### Problem details
Each line of the material beneath should be duplicated exactly.

+-------+

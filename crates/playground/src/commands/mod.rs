pub mod list;
pub mod start;
pub mod stop;
pub mod validate;

use anyhow::{Context, Result};
use playground_recipes::{FlagSet, Recipe, load_recipe};
use std::sync::Arc;

/// Load a recipe and apply `key=value` flag assignments to its defaults
pub fn recipe_with_flags(arg: &str, assignments: &[String]) -> Result<(Arc<dyn Recipe>, FlagSet)> {
    let recipe = load_recipe(arg).with_context(|| format!("Failed to load recipe {}", arg))?;
    let mut flags = recipe.flags();
    for assignment in assignments {
        flags
            .set(assignment)
            .with_context(|| format!("Invalid flag for recipe {}: {}", recipe.name(), assignment))?;
    }
    Ok((recipe, flags))
}

#[cfg(test)]
mod tests {
    use super::*;

    #[test]
    fn test_flags_are_applied() {
        let (recipe, flags) = recipe_with_flags("opstack", &["block-time=1".to_string()]).unwrap();
        assert_eq!(recipe.name(), "opstack");
        assert_eq!(flags.get_int("block-time"), Some(1));
    }

    #[test]
    fn test_unknown_flag_is_rejected() {
        let Err(err) = recipe_with_flags("l1", &["no-such-flag=1".to_string()]) else {
            panic!("expected an unknown flag error");
        };
        assert!(err.to_string().contains("Invalid flag for recipe l1"));
    }
}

+-------+

### Answer to this exercise
filename crates/playground/src/commands/mod.rs
pub mod list;
pub mod start;
pub mod stop;
pub mod validate;

use anyhow::{Context, Result};
use playground_recipes::{FlagSet, Recipe, load_recipe};
use std::sync::Arc;

/// Load a recipe and apply `key=value` flag assignments to its defaults
pub fn recipe_with_flags(arg: &str, assignments: &[String]) -> Result<(Arc<dyn Recipe>, FlagSet)> {
    let recipe = load_recipe(arg).with_context(|| format!("Failed to load recipe {}", arg))?;
    let mut flags = recipe.flags();
    for assignment in assignments {
        flags
            .set(assignment)
            .with_context(|| format!("Invalid flag for recipe {}: {}", recipe.name(), assignment))?;
    }
    Ok((recipe, flags))
}

#[cfg(test)]
mod tests {
    use super::*;

    #[test]
    fn test_flags_are_applied() {
        let (recipe, flags) = recipe_with_flags("opstack", &["block-time=1".to_string()]).unwrap();
        assert_eq!(recipe.name(), "opstack");
        assert_eq!(flags.get_int("block-time"), Some(1));
    }

    #[test]
    fn test_unknown_flag_is_rejected() {
        let Err(err) = recipe_with_flags("l1", &["no-such-flag=1".to_string()]) else {
            panic!("expected an unknown flag error");
        };
        assert!(err.to_string().contains("Invalid flag for recipe l1"));
    }
}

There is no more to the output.